README files provide information about other files in a directory. Traditionally they are distributed with computer software: if you download many types of softare, you will get (among other files):

  • README (giving overview of the software)
  • INSTALL (installation instructions)
  • LICENSE (license)

(More on README files at Wikipedia.)

Here we are adapting the role of a README file to be more useful in the context of our lab.

Goals for README files in an our lab

The main goal for the README files in our lab is that so any lab member—now or in the future—can understand the basics of the experiment and what all of the other files in the folder are.

A side benefit is that by definition this will help people currently involved in the project understand what all of the files are, and encourage us to keep files better organized.

To achieve this, we want all of our README files to follow a certain pattern so that readers know what to expect, and to be as "futureproof" as possible.

General guidelines

  1. Name the file README. Not readme, read_me, ABOUT, etc. Knowing where to find the file is a great start.

  2. Write in plain text. Plain text files can be read by any operating system with no fancy software, including in the terminal (less README.txt). Better still, write in Markdown, which provides some guidlines for enhancing readability of text files using some simple conventions. In which case, maybe

  3. Include basic information about the project assuming you (the author) are not around to explain it. What is the title? Who were the main people involved? What was involved in the project?

We also sometimes create longer documents explaining the project in detail. These are great but can be separate from the README file, which should really be an overview pointing to other more detailed information.

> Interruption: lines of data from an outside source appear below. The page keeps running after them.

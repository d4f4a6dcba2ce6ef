//! Ownership of every client connection and running script, keyed by fd.

use std::collections::HashMap;
use std::os::unix::io::RawFd;
use std::time::Instant;

use anyhow::{Context, Result};
use log::{debug, warn};
use nix::sys::epoll::EpollFlags;

use crate::cgi::CgiUnit;
use crate::connection::Connection;
use crate::reactor::{client_interest, Poller};

#[derive(Debug)]
struct Entry {
    conn: Connection,
    /// What the fd is currently registered for.
    interest: EpollFlags,
}

/// The single place where connections and CGI units are torn down. Removing an entry deregisters
/// its fd before the fd is closed.
#[derive(Debug, Default)]
pub struct ConnectionTable {
    connections: HashMap<RawFd, Entry>,
    /// Keyed by the script's stdout.
    cgi: HashMap<RawFd, CgiUnit>,
    /// Stdin of scripts still being fed their body, to their stdout.
    inputs: HashMap<RawFd, RawFd>,
}

/// Stop watching a script's stdin, then close it.
fn release_input(poller: &Poller, inputs: &mut HashMap<RawFd, RawFd>, unit: &mut CgiUnit) {
    if let Some(input_fd) = unit.input_fd() {
        if inputs.remove(&input_fd).is_some() {
            if let Err(e) = poller.delete(input_fd) {
                warn!("{:#}", e);
            }
        }
        unit.close_input();
    }
}

impl ConnectionTable {
    pub fn insert(&mut self, poller: &Poller, conn: Connection) -> Result<()> {
        let fd = conn.fd();
        let interest = client_interest(true, false);
        poller.add(fd, interest)?;
        self.connections.insert(fd, Entry { conn, interest });
        Ok(())
    }

    pub fn contains(&self, fd: RawFd) -> bool {
        self.connections.contains_key(&fd)
    }

    pub fn is_cgi(&self, fd: RawFd) -> bool {
        self.cgi.contains_key(&fd)
    }

    pub fn is_cgi_input(&self, fd: RawFd) -> bool {
        self.inputs.contains_key(&fd)
    }

    pub fn get_mut(&mut self, fd: RawFd) -> Option<&mut Connection> {
        self.connections.get_mut(&fd).map(|entry| &mut entry.conn)
    }

    pub fn len(&self) -> usize {
        self.connections.len()
    }

    pub fn cgi_len(&self) -> usize {
        self.cgi.len()
    }

    pub fn fds(&self) -> Vec<RawFd> {
        self.connections.keys().copied().collect()
    }

    /// Stdout fds of scripts that have run too long.
    pub fn expired_cgi(&self, now: Instant) -> Vec<RawFd> {
        self.cgi
            .iter()
            .filter(|(_, unit)| unit.expired(now))
            .map(|(fd, _)| *fd)
            .collect()
    }

    /// Register for writability while output is queued, and only for reading otherwise.
    pub fn update_interest(&mut self, poller: &Poller, fd: RawFd) -> Result<()> {
        let entry = match self.connections.get_mut(&fd) {
            Some(entry) => entry,
            None => return Ok(()),
        };
        let interest = client_interest(entry.conn.wants_read(), entry.conn.wants_write());
        if interest != entry.interest {
            poller.modify(fd, interest)?;
            entry.interest = interest;
        }
        Ok(())
    }

    /// Take ownership of a running script, watch its output and, while body bytes remain, its
    /// input.
    pub fn attach_cgi(&mut self, poller: &Poller, unit: CgiUnit) -> Result<()> {
        let cgi_fd = unit.fd();
        let conn = self
            .connections
            .get_mut(&unit.conn_fd())
            .map(|entry| &mut entry.conn)
            .with_context(|| format!("no connection {} for script output", unit.conn_fd()))?;
        poller.add(cgi_fd, EpollFlags::EPOLLIN)?;
        if let Some(input_fd) = unit.input_fd() {
            if let Err(e) = poller.add(input_fd, EpollFlags::EPOLLOUT) {
                if let Err(e) = poller.delete(cgi_fd) {
                    warn!("{:#}", e);
                }
                return Err(e);
            }
            self.inputs.insert(input_fd, cgi_fd);
        }
        conn.set_cgi_fd(Some(cgi_fd));
        self.cgi.insert(cgi_fd, unit);
        Ok(())
    }

    /// Write more of a script's body now that its stdin is writable.
    pub fn feed_cgi(&mut self, poller: &Poller, input_fd: RawFd) {
        let cgi_fd = match self.inputs.get(&input_fd) {
            Some(cgi_fd) => *cgi_fd,
            None => return,
        };
        let unit = match self.cgi.get_mut(&cgi_fd) {
            Some(unit) => unit,
            None => return,
        };
        let done = match unit.write_input() {
            Ok(done) => done,
            Err(e) => {
                warn!("{:#}", e);
                true
            }
        };
        if done {
            debug!("body of script {} delivered", unit.fd());
            release_input(poller, &mut self.inputs, unit);
        }
    }

    pub fn cgi_mut(&mut self, cgi_fd: RawFd) -> Option<&mut CgiUnit> {
        self.cgi.get_mut(&cgi_fd)
    }

    /// Stop watching a script and hand it back, detached from its connection.
    pub fn take_cgi(&mut self, poller: &Poller, cgi_fd: RawFd) -> Option<CgiUnit> {
        let mut unit = self.cgi.remove(&cgi_fd)?;
        release_input(poller, &mut self.inputs, &mut unit);
        if let Err(e) = poller.delete(cgi_fd) {
            warn!("{:#}", e);
        }
        if let Some(conn) = self.get_mut(unit.conn_fd()) {
            conn.set_cgi_fd(None);
        }
        Some(unit)
    }

    /// Close a connection and kill its script, if any. Returns false if there was no such
    /// connection.
    pub fn remove(&mut self, poller: &Poller, fd: RawFd) -> bool {
        let entry = match self.connections.remove(&fd) {
            Some(entry) => entry,
            None => return false,
        };
        if let Some(cgi_fd) = entry.conn.cgi_fd() {
            if let Some(mut unit) = self.cgi.remove(&cgi_fd) {
                debug!("killing script {} of connection {}", cgi_fd, fd);
                release_input(poller, &mut self.inputs, &mut unit);
                if let Err(e) = poller.delete(cgi_fd) {
                    warn!("{:#}", e);
                }
                drop(unit);
            }
        }
        if let Err(e) = poller.delete(fd) {
            warn!("{:#}", e);
        }
        true
    }

    pub fn clear(&mut self, poller: &Poller) {
        for fd in self.fds() {
            self.remove(poller, fd);
        }
        for (cgi_fd, mut unit) in self.cgi.drain() {
            release_input(poller, &mut self.inputs, &mut unit);
            if let Err(e) = poller.delete(cgi_fd) {
                warn!("{:#}", e);
            }
            drop(unit);
        }
    }
}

Examples and further ramblings

Here's an example of a short README file written using Markdown (for a made up study):

Bagels vs. Donuts

This experiment was run in Spring 2016.

Lead researcher: Jonathan Peelle
Other researchers: A. Priori, P. Osthoc

We compared the tastiness of bagels and donuts by showing participants a picture of a bagel or a donut and asking them to rate its tastiness on a scale of 1-5.


* The inputs folder contains the photo stimuli (in the stimuli directory) and Psychopy experiment (bagels.psyexp).
* The outputs folder contains data for each participant and a summary data sheeet (bageldonutdata.txt)
* The participant list is in bageldonut_participants.xls (password protected)

Last updated: 28 March 2016

This is obviously a silly example, but it contains all of the elements I've mentioned above: basic information about the study, who was involved, when it was run, and information about other files and folders that are important.

Other things you might want to include

  • The name of the larger grant or project
  • A link to a preregistration document, if applicable
  • Whether a paper resulted from the project
  • Any other resources (GitHub repositories, etc.) not in the main project folder

Now if you'll excuse me I'm going to go eat a donut.